ISLAMABAD: It had appeared a sure deal to kill a move in the National Assembly to deseat 28 members of the opposition Pakistan Tehreek-i-Insaf (PTI) before apparent intrigues by the party’s political foes on Tuesday put off the issue for two more days, until Thursday.

The fate of two motions tabled by a government ally and an opposition party seeking deseating of the PTI lawmakers, including party chairman Imran Khan, for their long absence from the house – during a 126-day protest sit-in outside the Parliament House – seemed to have been sealed by a statement in the house on Monday by Finance Minister Ishaq Dar that the ruling PML-N would vote against the move if it were put to vote.

But things turned out trickier when the issue came up before the house on Tuesday after a week’s earlier postponement on a government request so it could persuade its ally Jamiat Ulema-i-Islam (JUI-F) and the opposition Muttahida Qaumi Movement (MQM) to better withdraw their motions rather than seek a vote.

After renewed appeals from the government and the main opposition PPP to withdraw the motions, both JUI-F chief Maulana Fazlur Rehman and MQM parliamentary leader Farooq Sattar claimed that the government had not consulted them on the issue during the previous week and demanded a postponement for a few more days to decide their stance.

While Mr Dar, who said on Monday that the JUI-F chief had agreed with him to withdraw his party’s motion and that he hoped the MQM would do the same, was not present in the house on Tuesday because of his travel to Dubai to attend a meeting of the International Monetary Fund.

MINISTERS’ DISINTEREST: Other government ministers present in the house did not seem vigorous enough to pursue what Minister of State for Parliamentary Affairs Sheikh Aftab Ahmed had earlier called “my passionate appeal” to the two parties to withdraw the motions.

Nor did any minister press for a vote, which would surely have killed the two motions tabled under Clause (2) of Article 64 of the Constitution that says: “A house may declare the seat of a member vacant if, without leave of the house, he remains absent for forty consecutive days of its sittings.”

And leaders of the two parties, who seemed seeking to avenge the PTI’s attacks against them during the sit-in and elsewhere, also raised some new questions, like Mr Sattar talking of the possibility of seeking a solution through an amendment to the constitution or a PTI request to condone its members’ absence from the house, and Maulana Fazl, at one point later, even angrily questioning the validity of a ruling given by Speaker Sardar Ayaz Sadiq that the PTI men continued to remain members of the house for not individually confirming their resignations from the house submitted at the start of their protest against alleged rigging in the 2013 general elections.

ACHAKZAI WANTS APOLOGY: An important government ally, Pakhtunkhwa Milli Awami Party leader Mahmood Khan Achakzai, in effect demanded a PTI apology, saying he would vote for the PTI to stay in the house “if somebody from the party just says ‘sorry’” for the party’s conduct during its agitation.

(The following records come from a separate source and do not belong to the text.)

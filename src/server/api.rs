//! Transliteration HTTP API.
//!
//! - GET  /               liveness message
//! - POST /transliterate  `{"word": "..."}` -> `{"output": "..."}`
//! - GET  /model_info     static model metadata

use std::sync::Arc;
use std::time::Instant;

use axum::body::Bytes;
use axum::extract::State;
use axum::routing::{get, post};
use axum::{Json, Router};
use serde::{Deserialize, Serialize};
use tower_http::cors::CorsLayer;
use tower_http::trace::TraceLayer;
use tracing::{info, warn};
use uuid::Uuid;

use crate::inference::engine::Transliterator;
use crate::inference::info::ModelInfo;

pub const LIVENESS_MESSAGE: &str = "BackEnd Transliteration API is running!";

/// Application state shared across handlers.
pub struct AppState {
    pub engine: Arc<Transliterator>,
    pub info: ModelInfo,
}

impl AppState {
    pub fn new(engine: Transliterator) -> Self {
        let info = ModelInfo::from_engine(&engine);
        Self {
            engine: Arc::new(engine),
            info,
        }
    }
}

/// Build the axum router with all API routes.
pub fn build_router(state: Arc<AppState>, cors: bool) -> Router {
    let router = Router::new()
        .route("/", get(home))
        .route("/transliterate", post(transliterate))
        .route("/model_info", get(model_info))
        .with_state(state)
        .layer(TraceLayer::new_for_http());

    if cors {
        router.layer(CorsLayer::permissive())
    } else {
        router
    }
}

// ─── Request/Response Types ────────────────────────────────────────────────

#[derive(Debug, Default, Deserialize)]
pub struct TransliterateRequest {
    #[serde(default)]
    pub word: String,
}

impl TransliterateRequest {
    /// Parse a request body. Anything unusable (bad JSON, missing or
    /// non-string `word`) becomes an empty request.
    pub fn from_body(body: &[u8]) -> Self {
        serde_json::from_slice(body).unwrap_or_default()
    }
}

#[derive(Debug, Serialize, Deserialize)]
pub struct TransliterateResponse {
    pub output: String,
}

#[derive(Debug, Serialize, Deserialize)]
pub struct HomeResponse {
    pub message: String,
}

// ─── Route Handlers ────────────────────────────────────────────────────────

async fn home() -> Json<HomeResponse> {
    Json(HomeResponse {
        message: LIVENESS_MESSAGE.to_string(),
    })
}

async fn transliterate(
    State(state): State<Arc<AppState>>,
    body: Bytes,
) -> Json<TransliterateResponse> {
    let request_id = Uuid::new_v4().to_string();
    let req = TransliterateRequest::from_body(&body);
    let text = req.word.trim().to_string();

    if text.is_empty() {
        return Json(TransliterateResponse {
            output: String::new(),
        });
    }

    let started = Instant::now();
    let words = text.split_whitespace().count();
    let engine = state.engine.clone();
    let input = text.clone();

    let output = match tokio::task::spawn_blocking(move || engine.transliterate_sentence(&input)).await {
        Ok(output) => output,
        Err(e) => {
            warn!(request_id = request_id, error = %e, "Inference task failed, echoing input");
            text
        }
    };

    info!(
        request_id = request_id,
        words,
        elapsed_ms = started.elapsed().as_millis() as u64,
        "Transliteration request"
    );

    Json(TransliterateResponse { output })
}

async fn model_info(State(state): State<Arc<AppState>>) -> Json<ModelInfo> {
    Json(state.info.clone())
}

#[cfg(test)]
mod tests {
    use super::*;

    #[test]
    fn test_request_parsing_degrades() {
        assert_eq!(TransliterateRequest::from_body(br#"{"word": "ghar"}"#).word, "ghar");
        assert_eq!(TransliterateRequest::from_body(b"{}").word, "");
        assert_eq!(TransliterateRequest::from_body(b"not json").word, "");
        assert_eq!(TransliterateRequest::from_body(br#"{"word": 42}"#).word, "");
        assert_eq!(TransliterateRequest::from_body(b"").word, "");
    }
}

This suggestion was rejected by the opposition Awami National Party’s parliamentary leader Ghulam Ahmed Bilour, while citing his own party’s differences with the PTI and saying the PTI’s mere return to the house was enough, and by a volatile independent from Punjab, Jamshed Dasti.

Awami Muslim League chief Sheikh Rashid Ahmed, a PTI ally, saw in the demand for a further deferment of the issue “a well-planned conspiracy” to damage the party’s image.

PTI BOYCOTT: PTI Vice Chairman Shah Mahmood Qureshi seemed to have lifted spirits on PTI benches with a hard-hitting speech before leading a party boycott that he said would continue until the house decided the fate of his party members.

He said his party had returned to the house in compliance with a memorandum of understanding signed with the ruling party visualising that the government would resign if the Supreme Court’s three-judge judicial commission that probed the 2013 elections found massive rigging and the PTI would play its role in the house if its allegations were not proved.

Mr Qureshi, who led the party in the house in the absence of Imran Khan, said he didn’t see any justification for any more delay in taking a decision after the finance minister’s statement on Monday and added: “The house must decide this and decide today.”

“Tehreek-i-Insaf doesn’t think it proper to sit in the house while it does not take a decision on its membership,” he said while leading party lawmakers to walk out.

But on the speaker’s urging, the PTI members stayed back for a while to hear Railways Minister Saad Rafique assure them that the government accepted their mandate and “none of us seeks to humiliate anybody”, but complaining of what he called abusive language used against his party outside the house.

It was after a meeting with parliamentary leaders during a break for Zuhar prayer and requests from both the opposition leader and the railways minister for a two-day deferment that the speaker put off the consideration of the two motions until Thursday morning, after which, he said, there would be no room for delay.